Wednesday, February 08, 2006

Kigalidotblog

Frankly, we're a lot more tolerant society than our own intolerant right would like to believe.

Which makes me wonder who the real hate-mongers are: those who are cut off from modern communications technology and are more easily subject to the machinations of ignorant clerics — or those that should know better and who claim to be morally superior.


That's the punch line to Antonia Zerbisias' recent Toronto Star article about how the blogs on the right have gone into supernova with hatred over the Muslim cartoon riots.

Yesterday, I poked at the concept that our words aren't cotton-candy strands floating in the wind without weight. What prominent blogger A writes about gets picked up by A's audience, which filters it to their own blogs. Another tier of readers comes along and carries the message to their blogs or message boards. It's a new game of telephone, this cut-n-paste publishing with some new invective spliced in along the way. For now, the commentary is circuiting through the blogs, zipping around the bandwidth until something new comes along, when Prominent Blogger A replaces Outrage X with Issue Y. And the circle of life continues.

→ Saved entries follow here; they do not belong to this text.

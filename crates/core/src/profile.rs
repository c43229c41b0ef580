//! Profile and Organization domain types.
//!
//! A `Profile` is one person's public card — the mutable projection visitors
//! see and the assistant answers questions about. Profiles belong to at most
//! one `Organization`, which groups cards under a single admin and a single
//! invite token.

use chrono::{DateTime, Utc};
use serde::{Deserialize, Serialize};
use uuid::Uuid;

/// Membership lifecycle of a profile inside its organization.
///
/// Created as `Pending` at signup/invite time; an organization admin moves it
/// to `Approved` or `Rejected`. Only approved profiles appear in team listings.
#[derive(Debug, Clone, Copy, PartialEq, Eq, Serialize, Deserialize)]
#[serde(rename_all = "lowercase")]
pub enum ProfileStatus {
    Pending,
    Approved,
    Rejected,
}

impl ProfileStatus {
    pub fn as_str(&self) -> &'static str {
        match self {
            Self::Pending => "pending",
            Self::Approved => "approved",
            Self::Rejected => "rejected",
        }
    }

    pub fn parse(s: &str) -> Option<Self> {
        match s {
            "pending" => Some(Self::Pending),
            "approved" => Some(Self::Approved),
            "rejected" => Some(Self::Rejected),
            _ => None,
        }
    }
}

/// Aggregate stats shown on a card.
#[derive(Debug, Clone, Default, PartialEq, Serialize, Deserialize)]
pub struct ProfileStats {
    #[serde(default)]
    pub years_experience: u32,

    #[serde(default)]
    pub cases_handled: u32,

    #[serde(default)]
    pub clients_served: u32,

    /// Percentage in [0, 100].
    #[serde(default)]
    pub success_rate: f32,
}

/// A published case study on a card.
#[derive(Debug, Clone, Serialize, Deserialize)]
pub struct CaseStudy {
    pub title: String,
    pub category: String,

    #[serde(default, skip_serializing_if = "Option::is_none")]
    pub date: Option<String>,

    pub description: String,
}

/// An honor or award listed on a card.
#[derive(Debug, Clone, Serialize, Deserialize)]
pub struct Honor {
    pub title: String,
    pub organization: String,

    #[serde(default, skip_serializing_if = "Option::is_none")]
    pub date: Option<String>,

    pub description: String,
}

/// A person's public card record.
#[derive(Debug, Clone, Serialize, Deserialize)]
pub struct Profile {
    /// Store-assigned id (0 until inserted).
    pub id: i64,

    /// URL slug for the public card page.
    pub slug: String,

    pub full_name: String,
    pub title: String,

    #[serde(default, skip_serializing_if = "Option::is_none")]
    pub company: Option<String>,

    #[serde(default, skip_serializing_if = "Option::is_none")]
    pub department: Option<String>,

    #[serde(default, skip_serializing_if = "Option::is_none")]
    pub bio: Option<String>,

    /// Free-text specialization tags, e.g. "知识产权", "合同法".
    #[serde(default)]
    pub specializations: Vec<String>,

    #[serde(default)]
    pub stats: ProfileStats,

    #[serde(default, skip_serializing_if = "Option::is_none")]
    pub phone: Option<String>,

    #[serde(default, skip_serializing_if = "Option::is_none")]
    pub email: Option<String>,

    #[serde(default, skip_serializing_if = "Option::is_none")]
    pub location: Option<String>,

    #[serde(default, skip_serializing_if = "Option::is_none")]
    pub avatar_url: Option<String>,

    pub status: ProfileStatus,

    #[serde(default, skip_serializing_if = "Option::is_none")]
    pub organization_id: Option<i64>,

    #[serde(default)]
    pub case_studies: Vec<CaseStudy>,

    #[serde(default)]
    pub honors: Vec<Honor>,

    pub created_at: DateTime<Utc>,
}

impl Profile {
    /// Create a new pending profile with a generated slug.
    pub fn new(full_name: impl Into<String>, title: impl Into<String>) -> Self {
        Self {
            id: 0,
            slug: Uuid::new_v4().simple().to_string()[..8].to_string(),
            full_name: full_name.into(),
            title: title.into(),
            company: None,
            department: None,
            bio: None,
            specializations: Vec::new(),
            stats: ProfileStats::default(),
            phone: None,
            email: None,
            location: None,
            avatar_url: None,
            status: ProfileStatus::Pending,
            organization_id: None,
            case_studies: Vec::new(),
            honors: Vec::new(),
            created_at: Utc::now(),
        }
    }

    /// Attach this profile to an organization.
    pub fn with_organization(mut self, organization_id: i64) -> Self {
        self.organization_id = Some(organization_id);
        self
    }

    pub fn approve(&mut self) {
        self.status = ProfileStatus::Approved;
    }

    pub fn reject(&mut self) {
        self.status = ProfileStatus::Rejected;
    }

    pub fn is_approved(&self) -> bool {
        self.status == ProfileStatus::Approved
    }

    /// Split a raw specialization string on the separators card owners
    /// actually type: "、", ",", ",".
    pub fn parse_specializations(raw: &str) -> Vec<String> {
        raw.split(['、', ',', ','])
            .map(str::trim)
            .filter(|s| !s.is_empty())
            .map(String::from)
            .collect()
    }
}

/// A tenant grouping profiles under one admin and one invite token.
#[derive(Debug, Clone, Serialize, Deserialize)]
pub struct Organization {
    /// Store-assigned id (0 until inserted).
    pub id: i64,

    pub name: String,

    /// The single admin user reference.
    pub admin_user_id: i64,

    /// Unique invite token, generated once at creation and never rotated.
    pub invite_token: String,

    pub created_at: DateTime<Utc>,
}

impl Organization {
    pub fn new(name: impl Into<String>, admin_user_id: i64) -> Self {
        Self {
            id: 0,
            name: name.into(),
            admin_user_id,
            invite_token: Uuid::new_v4().simple().to_string(),
            created_at: Utc::now(),
        }
    }
}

For now, the outrage and rants and name-calling all stays on the Web. The blogs themselves are great at communicating with each other and their makeshift communities, but they don't have the grassroots, only individual readers. There's nothing to continue the blog in meatspace, no get-togethers, no local meetings, no face-to-face (minus the minor phenom of "Drinking Liberally," where lefties gather and drink, and that's about it). Luckily, when it comes to the angry blogs, there's no street-level violence to back up the words. Angry bloggers are happy to get it out online rather than throw bricks at the groups they don't like.

And yet, I'm reminded abut Rwanda, when in one spring, when nearly a million Tutsis and moderate Hutus were slaughtered by extremist Hutus militias. The murderers were urged on by voices on the radio, telling them to slaughter the Tutsis and sympathetic Hutus, and one month later, at least 500,000 were estimated dead. All very low tech. Radio, machetes, killers moving by truck or by foot. Just fueled by crude booze and the dual intoxicant of being the righteous cleanser of an ill society.

And that is, I admit, a simplistic retelling of genocide that was decades in the making through slow and cruel events. However, I'm taken with the idea of a broadcast medium uses to transmit messages of rage and violence coupled with the speed of the information snowballing on bogs. Eventually, we are going to hit a point where a message is going to get out of control, and someone (driven by blograge) is going to take matters into their own hands. After that, who knows. Retribution? Escalation? A combination of viral warfare over the networks mixed with guns and knives on the street?

I hope I'm wrong. I hope I just have a case of the neo-Victorian prudeness that makes lawmakers think videogames are going to make kids into soulless killing machines. Yet, I see how much emotion can get generated by poliblogs. And I see that there is no middle ground paved on the Web for the right and left to get together to ease tensions. We're a very factionalized culture in post-9/11 America. We're also packed with pockets of fear, uncertainty, and doubt. Add to that our fame-driven culture. Hinckley supposedly shot Reagan to impress Jodie Foster. What if there's some overwhelmed blogreader who wants to be famous for taking down some top blogger on the left or the right? We have culture wars a-ragin' in the country, from what I keep hearing. Eventually, with all the heat and noise coming off the bandwidth, I'm not going to be shocked if there's going to be a casualty.